Introduction Trends towards early hospital discharge mean that complications such as venous thromboembolism (VTE) may increasingly occur in the primary care setting. Guidelines recommend thromboprophylaxis after hospital discharge in patients undergoing gastrointestinal cancer resection. However factors other than the presence of malignancy may prolong VTE risk. Previous studies have shown increased VTE risk with reoperation. The combined effect of VTE and reoperation on mortality has not been reported.

Method Thirty-day reoperation, 90-day VTE and 90-day mortality was measured using linked Clinical Practice Research Datalink (CPRD), Hospital Episodes Statistics (HES), Office of National Statistics (ONS) and National Cancer Intelligence Network databases. The effect of different types of reoperation on VTE risk adjusted for length of hospital stay and other short-term complications was evaluated in adults undergoing one of seven gastrointestinal surgical procedures. The combined effect of VTE and reoperation on mortality was evaluated in benign and cancer patients separately.

Results 76334 procedures over fifteen years were evaluated. Thirty-day reoperation was recorded in 3.18% (2426/76334) of procedures. There were 721/76334 (0.94%) VTE events recorded after 90 days of surgery (0.51% - 294/58036 in procedures for benign disease, 2.33% - 427/18298 in procedures for cancer). Over half (57.7%, 416/721) of VTE were recorded after hospital discharge. Reoperation was an independent predictor of 90-day VTE in benign (OR=1.88, p < 0.05) but not in cancer (OR=1.17) patients. Reoperation for bleeding (OR=1.20 in benign, OR=1.55 in cancer), peritoneal drainage (OR=1.75 in benign, OR=1.45 in cancer) and organ resection (OR=2.01 in benign, OR=1.22 in cancer) were associated with greater odds of VTE in both groups. Cox regression analysis revealed that VTE together with reoperation was a stronger predictor of poor survival (OR=2.70) than reoperation (OR=2.44) or VTE (OR=2.22) alone in patients undergoing surgery for cancer. These synergistic effects of VTE and reoperation on mortality were not observed in patients undergoing surgery for benign disease.

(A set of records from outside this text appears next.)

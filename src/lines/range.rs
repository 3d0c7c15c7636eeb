//! Sub-line extraction by arc-length fraction
//!
//! Labels and dash patterns ask for the same portions of a line many times,
//! so the extractor builds the cumulative length table once and caches every
//! range it has produced.

use std::collections::HashMap;
use std::sync::Arc;

use crate::error::{GeometryError, Result};
use crate::geometry::{CoordinateBuffer, Geometry, Point};

/// Cache key: exact bit patterns of (start, end)
type RangeKey = (u64, u64);

pub struct LineRangeExtractor {
    line: Arc<CoordinateBuffer>,
    /// cumulative[i] is the length from the first point to point i
    cumulative: Option<Vec<f64>>,
    cache: HashMap<RangeKey, Arc<CoordinateBuffer>>,
}

impl LineRangeExtractor {
    /// Extractor over a line string; any other geometry is rejected
    pub fn new(geom: &Geometry) -> Result<Self> {
        match geom {
            Geometry::LineString(line) => Ok(Self::from_line(Arc::new(line.clone()))),
            other => Err(GeometryError::NotALine(other.kind())),
        }
    }

    pub fn from_line(line: Arc<CoordinateBuffer>) -> Self {
        Self {
            line,
            cumulative: None,
            cache: HashMap::new(),
        }
    }

    pub fn line(&self) -> &Arc<CoordinateBuffer> {
        &self.line
    }

    pub fn length(&mut self) -> f64 {
        self.cumulative().last().copied().unwrap_or(0.0)
    }

    /// Number of cached ranges
    pub fn cached(&self) -> usize {
        self.cache.len()
    }

    /// Portion of the line between fractions `start` and `end` of its length
    ///
    /// Both fractions must lie in [0, 1] with `start <= end`. The full range
    /// returns the original line; every other range is computed once and the
    /// same `Arc` is handed out for later requests.
    pub fn get(&mut self, start: f64, end: f64) -> Result<Arc<CoordinateBuffer>> {
        if !(0.0..=1.0).contains(&start) || !(0.0..=1.0).contains(&end) || end < start {
            return Err(GeometryError::InvalidRange { start, end });
        }
        if start == 0.0 && end == 1.0 {
            return Ok(Arc::clone(&self.line));
        }

        let key = (start.to_bits(), end.to_bits());
        if let Some(hit) = self.cache.get(&key) {
            return Ok(Arc::clone(hit));
        }

        let range = Arc::new(self.extract(start, end));
        self.cache.insert(key, Arc::clone(&range));
        Ok(range)
    }

    fn cumulative(&mut self) -> &[f64] {
        let line = &self.line;
        self.cumulative.get_or_insert_with(|| cumulative_lengths(line))
    }

    fn extract(&mut self, start: f64, end: f64) -> CoordinateBuffer {
        let line = &self.line;
        if line.len() < 2 {
            return (**line).clone();
        }
        let cumulative = self.cumulative.get_or_insert_with(|| cumulative_lengths(line));

        let total = cumulative[line.len() - 1];
        let start_dist = start * total;
        let end_dist = end * total;

        let mut result = CoordinateBuffer::new();
        result.push(locate(line, cumulative, start_dist));
        for (i, &dist) in cumulative.iter().enumerate() {
            if dist > start_dist && dist < end_dist {
                result.push(line.point(i));
            }
        }
        result.push(locate(line, cumulative, end_dist));
        result
    }
}

/// Arc length from the first vertex to every vertex
fn cumulative_lengths(line: &CoordinateBuffer) -> Vec<f64> {
    let mut table = Vec::with_capacity(line.len());
    let mut total = 0.0;
    for i in 0..line.len() {
        if i > 0 {
            total += line.point(i - 1).distance(line.point(i));
        }
        table.push(total);
    }
    table
}

/// Point at arc-length `dist` along `line`
fn locate(line: &CoordinateBuffer, cumulative: &[f64], dist: f64) -> Point {
    let n = line.len();
    let seg = cumulative
        .partition_point(|&c| c <= dist)
        .saturating_sub(1)
        .min(n - 2);
    let seg_len = cumulative[seg + 1] - cumulative[seg];
    if seg_len <= 0.0 {
        return line.point(seg);
    }
    let t = (dist - cumulative[seg]) / seg_len;
    if t <= 0.0 {
        line.point(seg)
    } else if t >= 1.0 {
        line.point(seg + 1)
    } else {
        line.point(seg).lerp(line.point(seg + 1), t)
    }
}

#[cfg(test)]
mod tests {
    use super::*;

    fn l_shape() -> Geometry {
        // length 20: 10 along x, then 10 along y
        Geometry::LineString(CoordinateBuffer::from(vec![(0.0, 0.0), (10.0, 0.0), (10.0, 10.0)]))
    }

    #[test]
    fn test_rejects_non_lines() {
        let point = Geometry::Point(Point::new(1.0, 2.0));
        assert_eq!(
            LineRangeExtractor::new(&point).err(),
            Some(GeometryError::NotALine("Point"))
        );
    }

    #[test]
    fn test_rejects_bad_ranges() {
        let mut extractor = LineRangeExtractor::new(&l_shape()).unwrap();
        assert!(matches!(extractor.get(0.6, 0.4), Err(GeometryError::InvalidRange { .. })));
        assert!(extractor.get(-0.1, 0.5).is_err());
        assert!(extractor.get(0.5, 1.1).is_err());
        assert!(extractor.get(f64::NAN, 0.5).is_err());
    }

    #[test]
    fn test_full_range_is_original() {
        let mut extractor = LineRangeExtractor::new(&l_shape()).unwrap();
        let full = extractor.get(0.0, 1.0).unwrap();
        assert!(Arc::ptr_eq(&full, extractor.line()));
        assert_eq!(extractor.cached(), 0);
    }

    #[test]
    fn test_interpolates_boundaries_and_copies_vertices() {
        let mut extractor = LineRangeExtractor::new(&l_shape()).unwrap();
        let range = extractor.get(0.25, 0.75).unwrap();
        assert_eq!(range.to_points(), vec![
            Point::new(5.0, 0.0),
            Point::new(10.0, 0.0),
            Point::new(10.0, 5.0),
        ]);
        assert_eq!(extractor.length(), 20.0);
    }

    #[test]
    fn test_repeated_request_is_cached() {
        let mut extractor = LineRangeExtractor::new(&l_shape()).unwrap();
        let first = extractor.get(0.1, 0.3).unwrap();
        let second = extractor.get(0.1, 0.3).unwrap();
        assert!(Arc::ptr_eq(&first, &second));
        assert_eq!(extractor.cached(), 1);
    }

    #[test]
    fn test_length_table_built_once() {
        let mut extractor = LineRangeExtractor::new(&l_shape()).unwrap();
        extractor.get(0.1, 0.3).unwrap();
        let table = extractor.cumulative.as_ref().map(|t| t.as_ptr());
        assert!(table.is_some());
        extractor.get(0.2, 0.9).unwrap();
        extractor.length();
        assert_eq!(extractor.cumulative.as_ref().map(|t| t.as_ptr()), table);
    }

    #[test]
    fn test_zero_length_segment() {
        let line = Geometry::LineString(CoordinateBuffer::from(vec![
            (0.0, 0.0),
            (0.0, 0.0),
            (4.0, 0.0),
        ]));
        let mut extractor = LineRangeExtractor::new(&line).unwrap();
        let range = extractor.get(0.0, 0.5).unwrap();
        assert_eq!(range.to_points(), vec![Point::new(0.0, 0.0), Point::new(2.0, 0.0)]);
    }
}
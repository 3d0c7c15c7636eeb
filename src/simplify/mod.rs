//! Simplification module
//!
//! Point-reduction algorithms that keep the visual shape of lines and rings.
//!
//! # Submodules
//! - `heap` - Indexed decrease-key min-heap used by Visvalingam-Whyatt
//! - `douglas_peucker` - Max-deviation point removal
//! - `visvalingam` - Min-effective-area point removal

mod douglas_peucker;
mod heap;
mod visvalingam;

pub use heap::IndexedMinHeap;

pub use douglas_peucker::{
    douglas_peucker,
    simplify_dp,
};

pub use visvalingam::{
    simplify_vw,
    visvalingam_whyatt,
    VisvalingamSimplifier,
};
//! Batch processing over many features
//!
//! Features are independent, so each batch fans out over rayon's thread pool.
//! Network merges can fail per group; failures are logged, counted by kind in
//! a [`BatchReport`] and skipped so one bad group never aborts a tile.

use std::collections::HashMap;
use std::time::Instant;

use log::{info, warn};
use rayon::prelude::*;

use crate::config::{MergeConfig, SimplifyMethod, TileGeometryConfig};
use crate::error::{ErrorKind, Result};
use crate::geometry::{CoordinateBuffer, Geometry};
use crate::simplify::{simplify_dp, simplify_vw};

/// Outcome counts for a batch
#[derive(Debug, Clone, Default, PartialEq)]
pub struct BatchReport {
    pub succeeded: usize,
    pub failed: usize,
    pub errors_by_kind: HashMap<ErrorKind, usize>,
}

impl BatchReport {
    pub fn total(&self) -> usize {
        self.succeeded + self.failed
    }

    pub fn errors_of(&self, kind: ErrorKind) -> usize {
        self.errors_by_kind.get(&kind).copied().unwrap_or(0)
    }
}

/// Simplify, then optionally smooth, a single geometry
pub fn process_geometry(geom: &Geometry, config: &TileGeometryConfig) -> Result<Geometry> {
    let simplified = match config.simplify.method {
        SimplifyMethod::DouglasPeucker => simplify_dp(geom, config.simplify.tolerance),
        SimplifyMethod::Visvalingam => simplify_vw(geom, &config.simplify.visvalingam()),
        SimplifyMethod::Off => geom.clone(),
    };
    if !config.smooth.enabled {
        return Ok(simplified);
    }
    let smoother = config.smooth.smoother()?;
    Ok(simplified.map_sequences(|coords, topology| smoother.smooth(coords, topology)))
}

/// Process every feature in parallel; output order matches input order
pub fn process_features(features: &[Geometry], config: &TileGeometryConfig) -> Result<Vec<Geometry>> {
    config.validate()?;
    let start = Instant::now();

    let processed = features
        .par_iter()
        .map(|geom| process_geometry(geom, config))
        .collect::<Result<Vec<_>>>()?;

    info!(
        "[pipeline] processed {} features in {:?}",
        processed.len(),
        start.elapsed()
    );
    Ok(processed)
}

/// Merge each group of lines into a cleaned network, in parallel
///
/// A failed group yields an empty line list at its position.
pub fn merge_networks(groups: &[Vec<Geometry>], config: &MergeConfig) -> (Vec<Vec<CoordinateBuffer>>, BatchReport) {
    let start = Instant::now();

    let results: Vec<Result<Vec<CoordinateBuffer>>> = groups
        .par_iter()
        .map(|group| {
            let mut merger = config.merger();
            for geom in group {
                merger.add(geom);
            }
            merger.merge()
        })
        .collect();

    let mut report = BatchReport::default();
    let mut networks = Vec::with_capacity(results.len());
    for (index, result) in results.into_iter().enumerate() {
        match result {
            Ok(lines) => {
                report.succeeded += 1;
                networks.push(lines);
            }
            Err(e) => {
                warn!("[pipeline] network group {} skipped: {}", index, e);
                report.failed += 1;
                *report.errors_by_kind.entry(e.kind()).or_insert(0) += 1;
                networks.push(Vec::new());
            }
        }
    }

    info!(
        "[pipeline] merged {} network groups ({} failed) in {:?}",
        report.total(),
        report.failed,
        start.elapsed()
    );
    (networks, report)
}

Conclusion Reoperation increased VTE risk in patients undergoing gastrointestinal surgery for benign conditions, while reoperation and VTE acted synergistically to increase mortality in patients undergoing surgery for cancer. Reoperation was therefore associated with significant harm from VTE extending into the out-patient setting, which may infer the need for additional thromboprophylaxis in some patients.

Disclosure of interest None Declared.